To help brands respond to the rapidly changing culture in a COVID-19 world, Pulse has launched “Culture Converted” - a new planning model with data at its core.
Managing Director at Pulse Jacqui Abbott says brands must respond to the “cultural shift at speed” to be successful.
“Being culturally connected has always been a core part of what we do, and cultural insight drives a lot of our creative thinking for the brands that we work with.
“2020 has shown us that cultural norms have changed forever. We are seeing new behaviours forming every second off the back of the crisis. Brands need to respond to the cultural shift at speed,” Jacqui said.
The key behaviour changes Jacqui has seen since the beginning of the pandemic include Australians of all ages becoming “tech-elite overnight”, the drastic increase in news consumption, and the changing nature of social media use.
“We only need to look at the data from different media outlets to know people are more informed than ever. News consumption and readership data has increased double-fold, triple-fold in many instances. Secondly, social media formats have evolved, and that is also being driven by global behaviours around COVID.
“The online habits of the entire nation have changed and that’s been forced due to the circumstances. This opens opportunities for brands to rethink segmentation,” Jacqui said.
The changing behaviours as a result COVID-19 were a driving factor in Pulse rolling out the new planning model. Culture Converted uses data and insights from the outset of the campaign to build a cultural mapping strategy that underpins paid, earned and owned media. This integrated, multi-service approach is imperative to be able to respond quickly to change in culture, according to Jacqui.
“I'm very much of the view that agencies need to be multi-service in this time.
In a constrained economy, and there's no doubt we're operating in one, I think that we have more pressure on us than ever before when it comes to client briefs and the work we do to not only act fast, but really be able to deliver measurable results.
“Every brief is different and every brand is really unique. There's no one size fits all.
But no matter the brief, what has changed dramatically is time frames and expectations. Most briefs, these days, are a sprint. We no longer have the luxury of a long lead time. In many ways, we need to be able to pitch in 15 or 30 minutes and deliver end-to-end campaigns in the 24 / 48 hours cycle to really be able to respond to change in culture. And that's becoming more and more important,” Jacqui said.
Jacqui points to Pulse’s work with Tourism Australia as an example of a brand that has adapted quickly to changes in consumer behaviour and a shifting culture due to COVID-19.
“Travel and tourism has been one of the hardest hit sectors this year, not just with COVID, but also the bushfires in early 2020.

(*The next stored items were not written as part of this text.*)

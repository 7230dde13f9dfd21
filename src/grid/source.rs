//! Source entity: the grid's single supply point.

use std::collections::BTreeSet;

use tracing::warn;

use crate::grid::entity::{EntityId, GridPosition, Status};

/// Capacity used for loading and voltage calculations (MW).
///
/// A constant independent of the configured `p_nom_mw`: configuring
/// nominal power changes reporting only, never the loading or voltage
/// math.
pub const SOURCE_CAPACITY_MW: f64 = 1000.0;

/// A power-supplying entity aggregating the demand of its connected loads.
///
/// Totals, voltage, and status are derived state, recomputed by the grid
/// on every connect/disconnect and tick.
#[derive(Debug, Clone)]
pub struct Source {
    pub id: EntityId,
    pub position: GridPosition,
    /// Unique electrical bus identifier.
    pub bus: String,
    /// Configured nominal power rating (MW). Reporting only; see
    /// [`SOURCE_CAPACITY_MW`].
    pub p_nom_mw: f64,
    /// Configured nominal voltage rating (kV).
    pub v_nom_kv: f64,
    voltage_pu: f64,
    total_p_mw: f64,
    total_q_mvar: f64,
    loads: BTreeSet<EntityId>,
    status: Status,
}

impl Source {
    pub(crate) fn new(
        id: EntityId,
        position: GridPosition,
        bus: String,
        p_nom_mw: f64,
        v_nom_kv: f64,
    ) -> Self {
        Self {
            id,
            position,
            bus,
            p_nom_mw,
            v_nom_kv,
            voltage_pu: 1.0,
            total_p_mw: 0.0,
            total_q_mvar: 0.0,
            loads: BTreeSet::new(),
            status: Status::Normal,
        }
    }

    /// Per-unit voltage derived from loading and reactive demand.
    ///
    /// Linear approximation with no floor; extreme load can drive it
    /// negative.
    pub fn voltage_pu(&self) -> f64 {
        self.voltage_pu
    }

    /// Sum of active demand over connected loads (MW).
    pub fn total_p_mw(&self) -> f64 {
        self.total_p_mw
    }

    /// Signed sum of reactive demand over connected loads (MVAr).
    pub fn total_q_mvar(&self) -> f64 {
        self.total_q_mvar
    }

    /// Loading as a fraction of [`SOURCE_CAPACITY_MW`].
    pub fn loading_percent(&self) -> f64 {
        self.total_p_mw / SOURCE_CAPACITY_MW
    }

    /// Remaining capacity (MW), floored at zero.
    pub fn available_capacity_mw(&self) -> f64 {
        (SOURCE_CAPACITY_MW - self.total_p_mw).max(0.0)
    }

    pub fn is_overloaded(&self) -> bool {
        self.loading_percent() > 1.0
    }

    pub fn status(&self) -> Status {
        self.status
    }

    /// IDs of currently connected loads.
    pub fn loads(&self) -> &BTreeSet<EntityId> {
        &self.loads
    }

    pub fn load_count(&self) -> usize {
        self.loads.len()
    }

    pub(crate) fn attach(&mut self, load: EntityId) -> bool {
        self.loads.insert(load)
    }

    pub(crate) fn detach(&mut self, load: EntityId) -> bool {
        self.loads.remove(&load)
    }

    /// Recomputes totals, voltage, and status from connected-load demands.
    ///
    /// `demands` yields `(p_mw, q_mvar)` per connected load; disconnected
    /// loads contribute nothing because they are no longer in the set.
    pub(crate) fn recompute<I>(&mut self, demands: I)
    where
        I: IntoIterator<Item = (f64, f64)>,
    {
        let (total_p, total_q) = demands
            .into_iter()
            .fold((0.0, 0.0), |(p, q), (dp, dq)| (p + dp, q + dq));
        self.total_p_mw = total_p;
        self.total_q_mvar = total_q;

        let loading = self.loading_percent();
        self.voltage_pu = 1.0 - loading * 0.1 - self.total_q_mvar.abs() * 0.02;

        let previous = self.status;
        self.status = if loading > 0.9 || self.voltage_pu < 0.95 {
            Status::Critical
        } else if loading > 0.7 || self.voltage_pu < 0.98 {
            Status::Warning
        } else {
            Status::Normal
        };

        if self.status == Status::Critical && previous != Status::Critical {
            if loading > 0.9 {
                warn!(
                    bus = %self.bus,
                    loading_pct = loading * 100.0,
                    "high loading at source"
                );
            }
            if self.voltage_pu < 0.95 {
                warn!(
                    bus = %self.bus,
                    voltage_pu = self.voltage_pu,
                    "low voltage at source"
                );
            }
        }
    }
}
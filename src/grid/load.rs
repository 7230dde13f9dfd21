//! Load entities: inductive, capacitive, and resistive consumers.

use crate::grid::entity::{EntityId, GridPosition, Status};

/// Electrical behavior of a load.
#[derive(Debug, Clone, Copy, PartialEq, Eq)]
pub enum LoadKind {
    /// Motors, transformers. Positive reactive demand.
    Inductive,
    /// Capacitor banks. Negative reactive demand.
    Capacitive,
    /// Heating, lighting. Zero reactive demand.
    Resistive,
}

impl LoadKind {
    /// Short display label ("CI", "CC", "CR").
    pub fn label(self) -> &'static str {
        match self {
            LoadKind::Inductive => "CI",
            LoadKind::Capacitive => "CC",
            LoadKind::Resistive => "CR",
        }
    }

    /// Power factor used when no configuration is supplied.
    pub fn default_power_factor(self) -> f64 {
        match self {
            LoadKind::Inductive => 0.8,
            LoadKind::Capacitive => 0.9,
            LoadKind::Resistive => 1.0,
        }
    }

    /// Active demand used when no configuration is supplied (MW).
    pub const DEFAULT_DEMAND_MW: f64 = 5.0;
}

/// Display status of a connected load, derived from its source's voltage.
pub(crate) fn status_for_voltage(voltage_pu: f64) -> Status {
    if voltage_pu < 0.95 {
        Status::Critical
    } else if voltage_pu < 0.98 {
        Status::Warning
    } else {
        Status::Normal
    }
}

/// A power-consuming entity.
///
/// Reactive demand is derived, never stored independently: it is
/// recomputed from `p_demand_mw` and `power_factor` on construction and on
/// every [`Load::update_demand`], with its sign fixed by the kind.
#[derive(Debug, Clone)]
pub struct Load {
    pub id: EntityId,
    pub position: GridPosition,
    /// Unique electrical bus identifier.
    pub bus: String,
    pub kind: LoadKind,
    p_demand_mw: f64,
    power_factor: f64,
    q_demand_mvar: f64,
    source: Option<EntityId>,
    status: Status,
}

impl Load {
    pub(crate) fn new(
        id: EntityId,
        position: GridPosition,
        bus: String,
        kind: LoadKind,
        p_demand_mw: f64,
        power_factor: f64,
    ) -> Self {
        let mut load = Self {
            id,
            position,
            bus,
            kind,
            p_demand_mw,
            power_factor,
            q_demand_mvar: 0.0,
            source: None,
            status: Status::Inactive,
        };
        load.derive_reactive();
        load
    }

    /// Active power demand (MW).
    pub fn p_demand_mw(&self) -> f64 {
        self.p_demand_mw
    }

    /// Configured power factor.
    pub fn power_factor(&self) -> f64 {
        self.power_factor
    }

    /// Signed reactive demand (MVAr): positive inductive, negative
    /// capacitive, zero resistive.
    pub fn q_demand_mvar(&self) -> f64 {
        self.q_demand_mvar
    }

    /// The source this load draws from, when connected.
    pub fn source(&self) -> Option<EntityId> {
        self.source
    }

    pub fn is_connected(&self) -> bool {
        self.source.is_some()
    }

    /// Display status; always `Inactive` while unconnected.
    pub fn status(&self) -> Status {
        self.status
    }

    /// Apparent power S = sqrt(P² + Q²) (MVA).
    pub fn apparent_power_mva(&self) -> f64 {
        (self.p_demand_mw.powi(2) + self.q_demand_mvar.powi(2)).sqrt()
    }

    /// Power factor recomputed from P and S.
    pub fn actual_power_factor(&self) -> f64 {
        let s = self.apparent_power_mva();
        if s > 0.0 { self.p_demand_mw / s } else { 1.0 }
    }

    /// Updates active demand (and optionally power factor), re-deriving
    /// reactive demand.
    pub(crate) fn update_demand(&mut self, p_demand_mw: f64, power_factor: Option<f64>) {
        self.p_demand_mw = p_demand_mw;
        if let Some(pf) = power_factor {
            self.power_factor = pf;
        }
        self.derive_reactive();
    }

    pub(crate) fn set_source(&mut self, source: Option<EntityId>) {
        self.source = source;
        if source.is_none() {
            self.status = Status::Inactive;
        }
    }

    pub(crate) fn set_status(&mut self, status: Status) {
        self.status = status;
    }

    fn derive_reactive(&mut self) {
        let magnitude = self.p_demand_mw * self.power_factor.acos().tan();
        self.q_demand_mvar = match self.kind {
            LoadKind::Inductive => magnitude,
            LoadKind::Capacitive => -magnitude,
            LoadKind::Resistive => 0.0,
        };
    }
}
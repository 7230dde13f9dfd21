//! Identifiers and shared attributes for grid entities.

use core::fmt;
use core::num::NonZeroU32;

/// Stable, opaque identifier for a placed grid entity.
///
/// Connections are stored as `EntityId` references on both sides of the
/// edge instead of direct pointers, so connect/disconnect is an ID-set
/// update with no dangling-reference risk. `NonZero` keeps `Option<EntityId>`
/// the same size as `EntityId`.
#[derive(Clone, Copy, PartialEq, Eq, Hash, PartialOrd, Ord)]
pub struct EntityId(NonZeroU32);

impl EntityId {
    /// Creates an id from a 0-based index by storing index+1.
    pub(crate) fn from_index(index: u32) -> Self {
        // index+1 is nonzero
        Self(NonZeroU32::new(index + 1).expect("index+1 is nonzero"))
    }

    /// Recovers the 0-based index.
    pub fn index(self) -> u32 {
        self.0.get() - 1
    }
}

impl fmt::Debug for EntityId {
    fn fmt(&self, f: &mut fmt::Formatter<'_>) -> fmt::Result {
        write!(f, "EntityId({})", self.index())
    }
}

impl fmt::Display for EntityId {
    fn fmt(&self, f: &mut fmt::Formatter<'_>) -> fmt::Result {
        write!(f, "{}", self.index())
    }
}

/// Integer grid coordinates; unbounded in both axes.
#[derive(Debug, Clone, Copy, PartialEq, Eq)]
pub struct GridPosition {
    pub x: i32,
    pub y: i32,
}

impl GridPosition {
    pub fn new(x: i32, y: i32) -> Self {
        Self { x, y }
    }
}

/// Operating status the presentation layer color-codes.
#[derive(Debug, Clone, Copy, PartialEq, Eq)]
pub enum Status {
    Normal,
    Warning,
    Critical,
    /// An unconnected load, regardless of any source state.
    Inactive,
}

impl Status {
    pub fn as_str(self) -> &'static str {
        match self {
            Status::Normal => "normal",
            Status::Warning => "warning",
            Status::Critical => "critical",
            Status::Inactive => "inactive",
        }
    }
}

impl fmt::Display for Status {
    fn fmt(&self, f: &mut fmt::Formatter<'_>) -> fmt::Result {
        f.write_str(self.as_str())
    }
}
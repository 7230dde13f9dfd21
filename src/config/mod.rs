//! Parameter configuration: seeded definitions, user overrides, presets,
//! and change notification.

pub mod params;
pub mod persist;
pub mod service;
pub mod store;

pub use params::{ComponentKind, ParameterDef, names};
pub use persist::{JsonStore, Preset, StoreFile};
pub use service::{ConfigEvent, ConfigurationService, SubscriberId};
pub use store::ParameterStore;
//! Application driver: one renderer, one session at a time.

use std::time::Duration;

use tracing::{debug, info};

use crate::core::error::Result;
use crate::core::{CardIndex, GameConfig, GameRng};
use crate::render::{DeferredQueue, Renderer};
use crate::session::{ClickOutcome, Effect, EffectBatch, GameSession, IgnoreReason};

/// Runs the game against a renderer.
///
/// Routes front-end events (`click`, `new_game`, `quit`) to the current
/// `GameSession`, draws the resulting effects and keeps deferred effects
/// in a `DeferredQueue` until `advance` makes them due.
///
/// Every new game forks the driver's RNG, so a seed reproduces the whole
/// sequence of boards. Deferred effects from a replaced game are dropped
/// when they come due rather than drawn onto the new board.
pub struct MemoryGame<R: Renderer> {
    config: GameConfig,
    rng: GameRng,
    session: GameSession,
    renderer: R,
    queue: DeferredQueue,
    generation: u64,
    running: bool,
}

impl<R: Renderer> MemoryGame<R> {
    /// Validate `config`, deal the first board and draw it.
    pub fn new(config: GameConfig, seed: u64, renderer: R) -> Result<Self> {
        config.validate()?;
        let mut rng = GameRng::new(seed);
        let session = GameSession::new(&config, &mut rng.fork())?;
        Ok(Self::start(config, rng, session, renderer))
    }

    /// Start on a prepared session (e.g. a fixed deck) and draw it.
    ///
    /// `config` seeds later `new_game` calls and is validated the same way
    /// as in `new`.
    pub fn with_session(config: GameConfig, seed: u64, session: GameSession, renderer: R) -> Result<Self> {
        config.validate()?;
        Ok(Self::start(config, GameRng::new(seed), session, renderer))
    }

    fn start(config: GameConfig, rng: GameRng, session: GameSession, renderer: R) -> Self {
        let mut game = Self {
            config,
            rng,
            session,
            renderer,
            queue: DeferredQueue::new(),
            generation: 0,
            running: true,
        };
        let effects = game.session.initial_effects();
        game.dispatch(effects);
        game
    }

    #[must_use]
    pub fn config(&self) -> &GameConfig {
        &self.config
    }

    #[must_use]
    pub fn session(&self) -> &GameSession {
        &self.session
    }

    #[must_use]
    pub fn renderer(&self) -> &R {
        &self.renderer
    }

    pub fn renderer_mut(&mut self) -> &mut R {
        &mut self.renderer
    }

    /// Zero for the first game; each `new_game` adds one.
    #[must_use]
    pub fn generation(&self) -> u64 {
        self.generation
    }

    #[must_use]
    pub fn is_running(&self) -> bool {
        self.running
    }

    /// Replace the current game with a fresh board of `set_count` pairs.
    ///
    /// On error the current game is left untouched. Does nothing after
    /// `quit`.
    pub fn new_game(&mut self, set_count: usize) -> Result<()> {
        if !self.running {
            debug!(set_count, "new game requested after quit");
            return Ok(());
        }
        self.config.check_set_count(set_count)?;
        let config = self.config.clone().with_set_count(set_count);
        let session = GameSession::new(&config, &mut self.rng.fork())?;

        self.config = config;
        self.session = session;
        self.generation += 1;
        info!(set_count, generation = self.generation, "game replaced");

        let effects = self.session.initial_effects();
        self.dispatch(effects);
        Ok(())
    }

    /// Handle a click at pixel `(x, y)`.
    pub fn click(&mut self, x: i32, y: i32) -> ClickOutcome {
        if !self.running {
            return ClickOutcome::Ignored(IgnoreReason::Stopped);
        }
        let (outcome, effects) = self.session.click(x, y);
        self.dispatch(effects);
        outcome
    }

    /// Handle a click on card `index`.
    pub fn select(&mut self, index: CardIndex) -> ClickOutcome {
        if !self.running {
            return ClickOutcome::Ignored(IgnoreReason::Stopped);
        }
        let (outcome, effects) = self.session.select(index);
        self.dispatch(effects);
        outcome
    }

    /// Stop accepting input. Later clicks are ignored and `new_game` is a
    /// no-op; effects already queued still fire on `advance`.
    pub fn quit(&mut self) {
        info!(generation = self.generation, "quit requested");
        self.running = false;
    }

    /// Time until the next deferred effect is due.
    #[must_use]
    pub fn next_due_in(&self) -> Option<Duration> {
        self.queue.next_due_in()
    }

    /// Advance the clock by `elapsed` and run every effect that came due.
    ///
    /// Returns how many effects reached the renderer.
    pub fn advance(&mut self, elapsed: Duration) -> usize {
        let mut applied = 0;
        for (generation, effect) in self.queue.advance(elapsed) {
            if generation != self.generation {
                debug!(generation, current = self.generation, "dropping effect for replaced game");
                continue;
            }
            if self.apply(effect) {
                applied += 1;
            }
        }
        applied
    }

    fn dispatch(&mut self, effects: EffectBatch) {
        for effect in effects {
            self.apply(effect);
        }
    }

    /// Draw an effect now, or queue it if deferred. Returns true if drawn.
    fn apply(&mut self, effect: Effect) -> bool {
        match effect {
            Effect::Deferred { delay, effect } => {
                self.queue.schedule(delay, self.generation, *effect);
                false
            }
            Effect::RenderBoardSize { set_count, surface } => {
                self.renderer.render_board_size(set_count, surface);
                true
            }
            Effect::RenderCard { index, value, face } => {
                self.renderer.render_card(index, value, face);
                true
            }
            Effect::RenderTurns(turns) => {
                self.renderer.render_turns(turns);
                true
            }
            Effect::NotifyWin { set_count, turns } => {
                self.renderer.notify_win(set_count, turns);
                true
            }
        }
    }
}
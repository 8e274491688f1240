//! Application driver tying a session to a renderer and a clock.

mod game;

pub use game::MemoryGame;
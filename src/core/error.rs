//! Error types for the memory game.

use thiserror::Error;

#[derive(Error, Debug, Clone, PartialEq, Eq)]
pub enum GameError {
    #[error("Invalid set count: {requested} (expected 1..={max})")]
    InvalidSetCount { requested: usize, max: usize },

    #[error("Invalid deck: {0}")]
    InvalidDeck(String),

    #[error("Invalid layout: {0}")]
    InvalidLayout(String),
}

pub type Result<T> = std::result::Result<T, GameError>;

“What we saw emerging from this was that virtual experiences were being used more and more for escapism. This opened a real opportunity for Tourism Australia because, although we can’t travel, digital platforms and digital experiences are giving people around the world the opportunity to seek inspiration and visit different places virtually. This is what drove the thinking around the "Live from Aus" events.
“Tourism Australia launched a three-day digital event celebrating the best of Australia from our country’s most famous places, people and things to do. A big contributing factor to the success of this campaign was that usage of Facebook Live had exponentially increased so it was delivered in a format that made sense.
"“The result of the campaign and its success has seen Tourism Australia looking at ongoing use of Facebook Live as a platform to communicate with local and global audiences. The campaign was a good example of responding to culture with the delivery of the event in a virtual world. Secondly, targeting from a paid perspective was essential in making that campaign a success. It was all about reaching the right people in the right market at the right time,” Jacqui said.
The implementation of Culture Converted has also meant upskilling the team at Pulse and drawing on paid expertise within the WPP network.
“We already had a team of planners and data strategists within Pulse and OPR more broadly, but what we've done as part of this is used them and their expertise to really upskill the broader teams and our client's consultants as part of that. We believe that data and insight really needs to sit at the centre of creative thinking and, in terms of how we are not only coming up with the right ideas for clients, but also in being able to respond to culture at speed,” Jacqui said.